___ RECORDS PROVIDED

#![deny(
    rust_2018_idioms,
    unreachable_pub,
    unsafe_code,
    unused_imports,
    unused_mut,
    missing_debug_implementations
)]

use anyhow::Context;
use colored::*;
use indicatif::{ParallelProgressIterator, ProgressBar, ProgressStyle};
use junai::{
    archive::{self, Archive, Manifest},
    dictionary::NameDictionary,
    resource::{ResourceMagic, ResourceType},
    util,
};
use rayon::prelude::*;
use std::path::{Path, PathBuf};
use structopt::StructOpt;

#[derive(StructOpt, Debug)]
#[structopt()]
enum Opt {
    /// Extract archives
    Unpack {
        /// Archives to extract
        #[structopt(required = true, name = "ARCHIVES", parse(from_os_str))]
        files: Vec<PathBuf>,

        /// Directory to output extracted files
        #[structopt(
            short = "o",
            long = "output",
            parse(from_os_str),
            default_value = "ext/"
        )]
        output_dir: PathBuf,

        /// Newline separated list of known file names
        #[structopt(short = "n", long = "names", parse(from_os_str))]
        names: Option<PathBuf>,

        /// Convert TLG images to PNG
        #[structopt(short, long)]
        convert: bool,
    },
    /// Build an archive from an unpacked directory
    Repack {
        /// Directory containing manifest.json
        #[structopt(name = "DIRECTORY", parse(from_os_str))]
        input_dir: PathBuf,

        /// Archive to create
        #[structopt(name = "OUTPUT", parse(from_os_str))]
        output: PathBuf,
    },
    /// Convert loose TLG images to PNG
    Convert {
        /// Files to process
        #[structopt(required = true, name = "FILES", parse(from_os_str))]
        files: Vec<PathBuf>,
    },
}

fn main() {
    env_logger::init();
    let opt = Opt::from_args();

    let result = match &opt {
        Opt::Unpack {
            files,
            output_dir,
            names,
            convert,
        } => unpack_archives(files, output_dir, names.as_deref(), *convert),
        Opt::Repack { input_dir, output } => repack_archive(input_dir, output),
        Opt::Convert { files } => convert_resources(files),
    };
    if let Err(err) = result {
        log::error!("{:#}", err);
        std::process::exit(1);
    }
}

fn unpack_archives(
    files: &[PathBuf],
    output_dir: &Path,
    names: Option<&Path>,
    convert: bool,
) -> anyhow::Result<()> {
    let dictionary = match names {
        Some(path) => NameDictionary::load(path)?,
        None => {
            println!(
                "{}",
                "No name list given, only compressed entries can be extracted"
                    .yellow()
            );
            NameDictionary::new()
        }
    };
    log::debug!("Known names: {}", dictionary.len());

    files.iter().filter(|file| file.is_file()).try_for_each(|file| {
        let archive = match Archive::open(file, &dictionary) {
            Ok(archive) => archive,
            Err(err) => {
                log::error!("{:?}: {:#}", file, err);
                return Ok(());
            }
        };
        let unresolved = archive.entries().len()
            - archive.table().extractable_count();
        if unresolved > 0 {
            println!(
                "{}",
                format!(
                    "{:?}: {} entries have unknown names and will be skipped",
                    file, unresolved
                )
                .yellow()
            );
        }

        let output_dir = output_dir.join(
            file.file_stem().context("Could not get archive file name")?,
        );
        let progress_bar = init_progressbar(
            &format!("Extracting: {:?}", file),
            archive.entries().len() as u64,
        );
        archive.unpack_with(&output_dir, convert, |_| progress_bar.inc(1))?;
        progress_bar.finish();
        Ok(())
    })
}

fn repack_archive(input_dir: &Path, output: &Path) -> anyhow::Result<()> {
    let manifest = Manifest::load(input_dir)?;
    let table = archive::repack(input_dir, &manifest, output)?;
    let skipped = table.entries.len() - table.extractable_count();
    if skipped > 0 {
        println!(
            "{}",
            format!("{} unresolved entries were left out", skipped).yellow()
        );
    }
    Ok(())
}

fn convert_resources(files: &[PathBuf]) -> anyhow::Result<()> {
    let progress_bar = init_progressbar("Converting...", files.len() as u64);

    files
        .par_iter()
        .progress_with(progress_bar)
        .filter(|file| file.is_file())
        .try_for_each(|file| {
            log::debug!("Converting: {:?}", file);
            let contents = std::fs::read(file)?;
            let resource_magic = ResourceMagic::parse_magic(&contents);
            match resource_magic.parse(&contents) {
                Ok(r) => write_resource(r, file),
                Err(err) => {
                    log::error!("{:?}: {}", file, err);
                    Ok(())
                }
            }
        })
}

fn init_progressbar(prefix: &str, size: u64) -> ProgressBar {
    let progress_bar = ProgressBar::new(size).with_style(
        ProgressStyle::default_bar().template(
            " {spinner} {prefix} {wide_bar:} {pos:>6}/{len:6} ETA:[{eta}]",
        ),
    );
    progress_bar.set_prefix(prefix);
    progress_bar
}

fn write_resource(resource: ResourceType, file_name: &Path) -> anyhow::Result<()> {
    match resource {
        ResourceType::RgbaImage { image } => {
            let new_file_name = file_name.with_extension("png");
            let png = util::image::raw_to_png(image.width, image.height, image.pixels)?;
            util::save_file(&new_file_name, &png)
        }
        ResourceType::Other => Ok(()),
    }
}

______

--- EXERCISE PROMPT ---
Among the records above, find each line containing the string "entries" and copy it.

--- OUTPUT BELOW ---
                "No name list given, only compressed entries can be extracted"
        let unresolved = archive.entries().len()
                    "{:?}: {} entries have unknown names and will be skipped",
            archive.entries().len() as u64,
    let skipped = table.entries.len() - table.extractable_count();
            format!("{} unresolved entries were left out", skipped).yellow()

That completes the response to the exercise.